The ACA also establishes accountable care organizations (ACOs), defined as organizations of health care providers that are accountable for the quality, cost, and overall care of Medicare beneficiaries. The ACO model is less structured than the PCMH, encouraging providers to develop creative approaches to providing more cost-effective, quality care. ACOs that meet specified quality performance standards will be eligible to receive a percentage of savings incurred if the per beneficiary expenses for care are sufficiently low compared with cost expectations set by the program. The Centers for Medicare and Medicaid Services (CMS) has established five domains in which ACOs must achieve high-quality ratings to earn bonus payments: patient and caregiver experience, care coordination, safety, preventive health, and health of at-risk populations and frail older adults.
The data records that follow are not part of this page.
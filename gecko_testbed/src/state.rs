//! Shared testbed state.
//!
//! One [`TestbedState`] is shared by the poller, the axis executors, the
//! orchestrator and the operator facade. It holds:
//!
//! - the run flag, as an activity ticket so that a stale activity can never
//!   clear the flag of a newer one
//! - the emergency and sensor-fault flags
//! - the latest force reading and the active calibration
//! - per-axis position counters and jog flags

use gecko_common::prelude::*;
use parking_lot::RwLock;
use std::sync::Arc;
use std::sync::atomic::{AtomicBool, AtomicI64, AtomicU64, Ordering};

/// Ticket value meaning no activity holds the run flag.
const IDLE: u64 = 0;

/// State shared by all testbed threads.
pub struct TestbedState {
    active: AtomicU64,
    next_ticket: AtomicU64,
    emergency: AtomicBool,
    sensor_fault: AtomicBool,
    latest_force: RwLock<ForceReading>,
    calibration: RwLock<CalibrationProfile>,
    positions: [AtomicI64; AXIS_COUNT],
    jogging: [AtomicBool; AXIS_COUNT],
}

impl TestbedState {
    /// Idle state with zeroed counters.
    pub fn new(calibration: CalibrationProfile) -> Self {
        Self {
            active: AtomicU64::new(IDLE),
            next_ticket: AtomicU64::new(1),
            emergency: AtomicBool::new(false),
            sensor_fault: AtomicBool::new(false),
            latest_force: RwLock::new(ForceReading::default()),
            calibration: RwLock::new(calibration),
            positions: Default::default(),
            jogging: Default::default(),
        }
    }

    // ─── Run flag ───────────────────────────────────────────────────

    /// Take the run flag for a new motion activity.
    ///
    /// # Errors
    ///
    /// `ActivityAlreadyRunning` if another activity holds the flag or an
    /// axis is jogging.
    pub fn try_begin(self: &Arc<Self>) -> Result<RunGuard, TestbedError> {
        let ticket = self.next_ticket.fetch_add(1, Ordering::SeqCst);
        self.active
            .compare_exchange(IDLE, ticket, Ordering::SeqCst, Ordering::SeqCst)
            .map_err(|_| TestbedError::ActivityAlreadyRunning)?;

        if self.any_jogging() {
            self.release(ticket);
            return Err(TestbedError::ActivityAlreadyRunning);
        }

        self.emergency.store(false, Ordering::SeqCst);
        Ok(RunGuard {
            token: RunToken {
                ticket,
                state: Arc::clone(self),
            },
        })
    }

    /// Whether any activity holds the run flag.
    pub fn is_running(&self) -> bool {
        self.active.load(Ordering::SeqCst) != IDLE
    }

    /// Clear the run flag without raising the emergency flag.
    pub fn stop(&self) {
        self.active.store(IDLE, Ordering::SeqCst);
    }

    /// Clear the run flag, stop all jogs and raise the emergency flag.
    pub fn halt(&self) {
        self.active.store(IDLE, Ordering::SeqCst);
        self.emergency.store(true, Ordering::SeqCst);
        for flag in &self.jogging {
            flag.store(false, Ordering::SeqCst);
        }
    }

    /// Whether the last activity ended by emergency stop.
    pub fn emergency_raised(&self) -> bool {
        self.emergency.load(Ordering::SeqCst)
    }

    fn release(&self, ticket: u64) {
        let _ = self
            .active
            .compare_exchange(ticket, IDLE, Ordering::SeqCst, Ordering::SeqCst);
    }

    // ─── Sensor ─────────────────────────────────────────────────────

    /// Replace the latest reading.
    pub fn publish_force(&self, reading: ForceReading) {
        *self.latest_force.write() = reading;
    }

    /// Latest decoded reading.
    pub fn latest_force(&self) -> ForceReading {
        *self.latest_force.read()
    }

    /// Active calibration.
    pub fn calibration(&self) -> CalibrationProfile {
        *self.calibration.read()
    }

    /// Swap the active calibration.
    pub fn set_calibration(&self, profile: CalibrationProfile) {
        *self.calibration.write() = profile;
    }

    /// Record whether the sensor link has failed.
    pub fn set_sensor_fault(&self, fault: bool) {
        self.sensor_fault.store(fault, Ordering::SeqCst);
    }

    /// Whether the sensor link has failed.
    pub fn sensor_fault(&self) -> bool {
        self.sensor_fault.load(Ordering::SeqCst)
    }

    /// Fail fast when readings can no longer be trusted.
    pub fn ensure_sensor_healthy(&self) -> Result<(), TestbedError> {
        if self.sensor_fault() {
            return Err(TestbedError::SensorTransport(
                "sensor link is down".to_string(),
            ));
        }
        Ok(())
    }

    // ─── Positions ──────────────────────────────────────────────────

    /// Counter of one axis.
    pub fn position(&self, axis: Axis) -> i64 {
        self.positions[axis.index()].load(Ordering::SeqCst)
    }

    /// All counters in X, Y, Z order.
    pub fn positions(&self) -> [i64; AXIS_COUNT] {
        Axis::ALL.map(|a| self.position(a))
    }

    /// Add `delta` to an axis counter and return the new value.
    pub fn apply_position_delta(&self, axis: Axis, delta: i64) -> i64 {
        self.positions[axis.index()].fetch_add(delta, Ordering::SeqCst) + delta
    }

    /// Zero every counter.
    pub fn reset_positions(&self) {
        for p in &self.positions {
            p.store(0, Ordering::SeqCst);
        }
    }

    // ─── Jog flags ──────────────────────────────────────────────────

    /// Mark an axis as jogging.
    ///
    /// Returns `Ok(false)` if it already was.
    ///
    /// # Errors
    ///
    /// `ActivityAlreadyRunning` while an activity holds the run flag.
    pub fn try_start_jog(&self, axis: Axis) -> Result<bool, TestbedError> {
        let flag = &self.jogging[axis.index()];
        if flag.swap(true, Ordering::SeqCst) {
            return Ok(false);
        }
        if self.is_running() {
            flag.store(false, Ordering::SeqCst);
            return Err(TestbedError::ActivityAlreadyRunning);
        }
        Ok(true)
    }

    /// Clear an axis jog flag.
    pub fn stop_jog(&self, axis: Axis) {
        self.jogging[axis.index()].store(false, Ordering::SeqCst);
    }

    /// Whether an axis is jogging.
    pub fn is_jogging(&self, axis: Axis) -> bool {
        self.jogging[axis.index()].load(Ordering::SeqCst)
    }

    /// Whether any axis is jogging.
    pub fn any_jogging(&self) -> bool {
        Axis::ALL.iter().any(|a| self.is_jogging(*a))
    }
}

/// Right to drive the outputs, checked again before every pulse.
pub trait MotionPermit {
    /// Whether motion is still allowed.
    fn is_live(&self) -> bool;
}

/// Permit of one jogging axis; lapses when its jog flag drops.
pub struct JogPermit<'a> {
    state: &'a TestbedState,
    axis: Axis,
}

impl<'a> JogPermit<'a> {
    /// Permit tied to the jog flag of `axis`.
    pub fn new(state: &'a TestbedState, axis: Axis) -> Self {
        Self { state, axis }
    }
}

impl MotionPermit for JogPermit<'_> {
    fn is_live(&self) -> bool {
        self.state.is_jogging(self.axis)
    }
}

/// Cheap, cloneable view of one activity's hold on the run flag.
#[derive(Clone)]
pub struct RunToken {
    ticket: u64,
    state: Arc<TestbedState>,
}

impl RunToken {
    /// Whether this activity still holds the run flag.
    #[inline]
    pub fn is_live(&self) -> bool {
        self.state.active.load(Ordering::SeqCst) == self.ticket
    }
}

impl MotionPermit for RunToken {
    fn is_live(&self) -> bool {
        RunToken::is_live(self)
    }
}

/// Ownership of the run flag; releases it on drop if still held.
pub struct RunGuard {
    token: RunToken,
}

impl RunGuard {
    /// Token for worker threads.
    pub fn token(&self) -> RunToken {
        self.token.clone()
    }
}

impl Drop for RunGuard {
    fn drop(&mut self) {
        self.token.state.release(self.token.ticket);
    }
}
Social workers are particularly well equipped to assist in the design and implementation of coordinated care models. They receive in-depth training in identifying and addressing social determinants of health critical to achieving long-term health and well-being and to do so within the social and environmental contexts in which patients are embedded. Social workers have specialized knowledge of community and social systems and training in case management that is sensitive to cultural beliefs and health literacy. Moreover, research indicates that such models are particularly effective in meeting the needs of what are known as "high utilizers" of health care and include individuals with complex health needs, such as co-occurring physical and behavioral health disorders (see Allen, 2012; Bachman, 2011; Golden, 2011).

Although there is no question that the profession has much to contribute to the PCMHs and ACOs, the extent to which social workers will engage in these activities will depend on the services social workers can be reimbursed to provide. CMS encourages states to include social workers in intraprofessional health care teams that will staff PCMHs, but each state Medicaid agency will ultimately decide whether to do so. Consequently, there is a need for social work researchers and advocates to work together at the state level to advocate for the inclusion of social workers as required PCMH professionals. Social work participation in ACOs may be more of an uphill battle. CMS's final rule on ACOs--issued in late 2011--does not include social workers as "ACO professionals," a list that includes only physicians, physician assistants, nurse practitioners, and nurse specialists. Continued advocacy is needed to convince state and federal Medicaid officials to include social workers as reimbursable ACO professionals.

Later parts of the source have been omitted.